What is needed:
Begin at the line containing "type Error: std::error::Error" in the entries below and end at the line containing "Archive URL for"; transcribe that range exactly and nothing outside it.

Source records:
_ _ _ _

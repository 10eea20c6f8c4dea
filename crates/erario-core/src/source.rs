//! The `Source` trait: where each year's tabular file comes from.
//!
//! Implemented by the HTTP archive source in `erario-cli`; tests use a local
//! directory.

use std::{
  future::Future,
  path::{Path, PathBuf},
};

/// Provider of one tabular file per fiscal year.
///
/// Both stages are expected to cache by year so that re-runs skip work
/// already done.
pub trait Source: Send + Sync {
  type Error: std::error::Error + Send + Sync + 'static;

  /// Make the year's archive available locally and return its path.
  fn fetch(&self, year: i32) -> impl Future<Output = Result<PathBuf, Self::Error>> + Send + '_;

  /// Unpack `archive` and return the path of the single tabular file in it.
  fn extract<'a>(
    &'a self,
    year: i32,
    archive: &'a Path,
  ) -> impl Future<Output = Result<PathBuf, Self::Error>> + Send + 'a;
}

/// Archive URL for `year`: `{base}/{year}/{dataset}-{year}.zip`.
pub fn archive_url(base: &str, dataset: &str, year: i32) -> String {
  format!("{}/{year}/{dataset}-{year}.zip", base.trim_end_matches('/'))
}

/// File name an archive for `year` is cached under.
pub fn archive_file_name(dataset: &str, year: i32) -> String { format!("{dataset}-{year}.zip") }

_ _ _ _

Result of the task:
  type Error: std::error::Error + Send + Sync + 'static;

  /// Make the year's archive available locally and return its path.
  fn fetch(&self, year: i32) -> impl Future<Output = Result<PathBuf, Self::Error>> + Send + '_;

  /// Unpack `archive` and return the path of the single tabular file in it.
  fn extract<'a>(
    &'a self,
    year: i32,
    archive: &'a Path,
  ) -> impl Future<Output = Result<PathBuf, Self::Error>> + Send + 'a;
}

/// Archive URL for `year`: `{base}/{year}/{dataset}-{year}.zip`.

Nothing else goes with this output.